==== Records for processing ====

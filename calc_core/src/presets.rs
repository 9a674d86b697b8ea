//! # Preset Tiers
//!
//! Three named starting points for a coating stack. Each tier is static seed
//! data; [`Tier::seed_layers`] instantiates it with fresh layer ids every
//! time, so two views seeded from the same tier never share an id.

use std::fmt;
use std::str::FromStr;

use serde::{Deserialize, Serialize};

use crate::errors::CalcError;
use crate::layers::Layer;
use crate::ratio::MixRatio;

/// Consumption rate shared by every seeded resin layer, g/m²/mm
const RESIN_RATE: f64 = 1000.0;

/// Consumption rate carried by seeded varnish layers
const VARNISH_RATE: f64 = 150.0;

/// A named preset configuration.
#[derive(Debug, Clone, Copy, PartialEq, Eq, Hash, Default, Serialize, Deserialize)]
#[serde(rename_all = "snake_case")]
pub enum Tier {
    #[default]
    Economy,
    Mid,
    Premium,
}

impl Tier {
    pub const ALL: [Tier; 3] = [Tier::Economy, Tier::Mid, Tier::Premium];

    pub fn display_name(self) -> &'static str {
        match self {
            Tier::Economy => "Economy",
            Tier::Mid => "Mid",
            Tier::Premium => "Premium",
        }
    }

    /// The tier's initial layer stack.
    pub fn seed_layers(self) -> Vec<Layer> {
        let two_to_one = MixRatio::new(2, 1);
        let one_to_one = MixRatio::new(1, 1);

        match self {
            Tier::Economy => vec![
                Layer::resin("Base coat", 0.5, RESIN_RATE, two_to_one).with_quartz(0.0),
                Layer::resin("Color", 2.0, RESIN_RATE, two_to_one).with_quartz(0.0),
                Layer::resin("Resin sealer", 1.0, RESIN_RATE, two_to_one),
            ],
            Tier::Mid => vec![
                Layer::resin("Base coat", 1.0, RESIN_RATE, two_to_one).with_quartz(20.0),
                Layer::resin("Color", 2.0, RESIN_RATE, two_to_one).with_quartz(20.0),
                Layer::resin("Protector (clear)", 1.0, RESIN_RATE, two_to_one).with_quartz(0.0),
                Layer::varnish("Varnish sealer", 0.5, VARNISH_RATE, one_to_one),
            ],
            Tier::Premium => vec![
                Layer::resin("Base coat", 1.0, RESIN_RATE, two_to_one).with_quartz(40.0),
                Layer::resin("Color", 3.0, RESIN_RATE, two_to_one).with_quartz(40.0),
                Layer::resin("Protector (clear)", 2.0, RESIN_RATE, two_to_one).with_quartz(0.0),
                Layer::varnish("Sealer (first coat)", 0.5, VARNISH_RATE, one_to_one),
                Layer::varnish("Sealer (second coat)", 0.5, VARNISH_RATE, one_to_one),
            ],
        }
    }
}

impl fmt::Display for Tier {
    fn fmt(&self, f: &mut fmt::Formatter<'_>) -> fmt::Result {
        f.write_str(self.display_name())
    }
}

impl FromStr for Tier {
    type Err = CalcError;

    fn from_str(s: &str) -> Result<Self, Self::Err> {
        match s.trim().to_ascii_lowercase().as_str() {
            "economy" => Ok(Tier::Economy),
            "mid" => Ok(Tier::Mid),
            "premium" => Ok(Tier::Premium),
            other => Err(CalcError::invalid_input("tier", other, "Expected economy, mid or premium")),
        }
    }
}

#[cfg(test)]
mod tests {
    use super::*;
    use crate::layers::LayerKindTag;
    use std::collections::HashSet;

    #[test]
    fn test_layer_counts() {
        assert_eq!(Tier::Economy.seed_layers().len(), 3);
        assert_eq!(Tier::Mid.seed_layers().len(), 4);
        assert_eq!(Tier::Premium.seed_layers().len(), 5);
    }

    #[test]
    fn test_varnish_layers() {
        let varnish = |tier: Tier| {
            tier.seed_layers()
                .iter()
                .filter(|l| l.kind_tag() == LayerKindTag::Varnish)
                .count()
        };
        assert_eq!(varnish(Tier::Economy), 0);
        assert_eq!(varnish(Tier::Mid), 1);
        assert_eq!(varnish(Tier::Premium), 2);
    }

    #[test]
    fn test_ids_are_unique_and_fresh() {
        let first = Tier::Premium.seed_layers();
        let second = Tier::Premium.seed_layers();
        let ids: HashSet<_> = first.iter().chain(second.iter()).map(|l| l.id).collect();
        assert_eq!(ids.len(), first.len() + second.len());
    }

    #[test]
    fn test_economy_sealer_has_no_quartz() {
        let layers = Tier::Economy.seed_layers();
        assert_eq!(layers[2].resin_spec().unwrap().quartz_percentage, None);
        assert_eq!(layers[0].thickness, 0.5);
    }

    #[test]
    fn test_parse_tier() {
        assert_eq!("Premium".parse::<Tier>().unwrap(), Tier::Premium);
        assert!("gold".parse::<Tier>().is_err());
    }
}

====

**The task:** Using the material, show each line where the string "first" can be found.

**Answer to this exercise:**
                Layer::varnish("Sealer (first coat)", 0.5, VARNISH_RATE, one_to_one),
        let first = Tier::Premium.seed_layers();
        let ids: HashSet<_> = first.iter().chain(second.iter()).map(|l| l.id).collect();
        assert_eq!(ids.len(), first.len() + second.len());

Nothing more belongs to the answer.